Wendell Pierce fronts They Fight as Walt Manigan, a reformed ex-con who has been trying to reintegrate into society and become the father he hopes to be. After struggling to find his footing, he returns to a boxing gym in D.C. and starts coaching teenage boys at a local youth gym.
They Fight is presented in a trailer on, so the news here is the premise itself: the film is being framed around a man rebuilding his life through routine, responsibility, and a room full of teenagers who need direction. That puts the boxing gym at the center of the story, not just as a setting but as the place where Walt tries to make himself useful again.
Walt Manigan in D.C.
Walt’s return to the gym is the film’s clearest pivot. He is not stepping back into a comfortable life; he is trying to recover it after struggling to find his footing, and the trailer places that effort inside a local D.C. youth gym where he coaches a motley crew of teenage boys.
That setup gives the movie a practical hook. Instead of treating redemption as a speech, the trailer makes it work like a daily assignment: show up, coach, repeat. For viewers, that means the character’s progress is measured by what he does in the gym, not by what he says about the past.
André Holland and the setup
André Holland is part of the story’s presentation, but the trailer’s main selling point is still Walt Manigan’s attempt to build a life that holds together. The fatherhood angle keeps the stakes personal, while the gym work gives the plot a place to turn that intention into action.
Boxing stories can collapse into empty inspiration. This one avoids that by tying the emotional arc to a concrete job: a man who has fallen out of place tries to earn a new one by coaching boys who need structure.
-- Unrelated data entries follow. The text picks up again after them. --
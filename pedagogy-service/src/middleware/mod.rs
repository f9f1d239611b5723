pub mod json;
pub mod method;
pub mod user_id;

pub use json::ValidatedJson;
pub use method::json_method_not_allowed;
pub use user_id::UserId;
National Championship pressure
Two young best friends face off at the National Championship at the end of the trailer’s described plot, which gives the story a final pressure point beyond Walt’s own recovery. The championship matchup turns the gym’s lessons into a public test.
That is the part worth watching next. If the film follows the trailer’s setup, the real question is how Walt handles the moment when the boys he is guiding stop being teammates and become opponents under the lights of the National Championship.